GOAL OF THE EXERCISE: How many lines below hold "true"? Answer with only the number.

:: DATA SHOWN

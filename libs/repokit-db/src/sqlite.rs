//! `SQLite` DSN helpers.

use std::path::Path;

use crate::Result;

/// `true` for in-memory DSNs (`sqlite::memory:`, `sqlite://:memory:`, `mode=memory`).
pub fn is_memory_dsn(dsn: &str) -> bool {
    dsn.contains(":memory:") || dsn.contains("mode=memory")
}

/// File path portion of a `SQLite` DSN, without scheme and query string.
fn file_path(dsn: &str) -> Option<&str> {
    let rest = dsn.strip_prefix("sqlite:")?;
    let rest = rest.strip_prefix("//").unwrap_or(rest);
    let path = rest.split_once('?').map_or(rest, |(p, _)| p);
    (!path.is_empty()).then_some(path)
}

/// Ensure the parent directory of a file DSN exists and that sqlx creates the
/// file if missing. In-memory DSNs pass through untouched.
pub fn prepare_sqlite_path(dsn: &str, create_dirs: bool) -> Result<String> {
    if is_memory_dsn(dsn) {
        return Ok(dsn.to_owned());
    }
    let Some(path) = file_path(dsn) else {
        return Ok(dsn.to_owned());
    };
    if create_dirs
        && let Some(parent) = Path::new(path).parent().filter(|p| !p.as_os_str().is_empty())
    {
        std::fs::create_dir_all(parent)?;
    }
    if dsn.contains("mode=") {
        Ok(dsn.to_owned())
    } else if dsn.contains('?') {
        Ok(format!("{dsn}&mode=rwc"))
    } else {
        Ok(format!("{dsn}?mode=rwc"))
    }
}

#[cfg(test)]
#[cfg_attr(coverage_nightly, coverage(off))]
mod tests {
    use super::*;

    #[test]
    fn memory_dsns_pass_through() {
        assert_eq!(prepare_sqlite_path("sqlite::memory:", true).unwrap(), "sqlite::memory:");
        assert!(is_memory_dsn("sqlite://file.db?mode=memory"));
        assert!(!is_memory_dsn("sqlite://file.db"));
    }

    #[test]
    fn file_dsn_creates_parent_and_requests_rwc() {
        let dir = tempfile::tempdir().unwrap();
        let db = dir.path().join("nested/dir/app.db");
        let dsn = format!("sqlite://{}", db.display());

        let prepared = prepare_sqlite_path(&dsn, true).unwrap();

        assert_eq!(prepared, format!("{dsn}?mode=rwc"));
        assert!(dir.path().join("nested/dir").is_dir());
    }

    #[test]
    fn keeps_explicit_mode() {
        let dsn = "sqlite://app.db?mode=ro";
        assert_eq!(prepare_sqlite_path(dsn, false).unwrap(), dsn);
    }
}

::::

ANSWER TO THIS PROBLEM: 3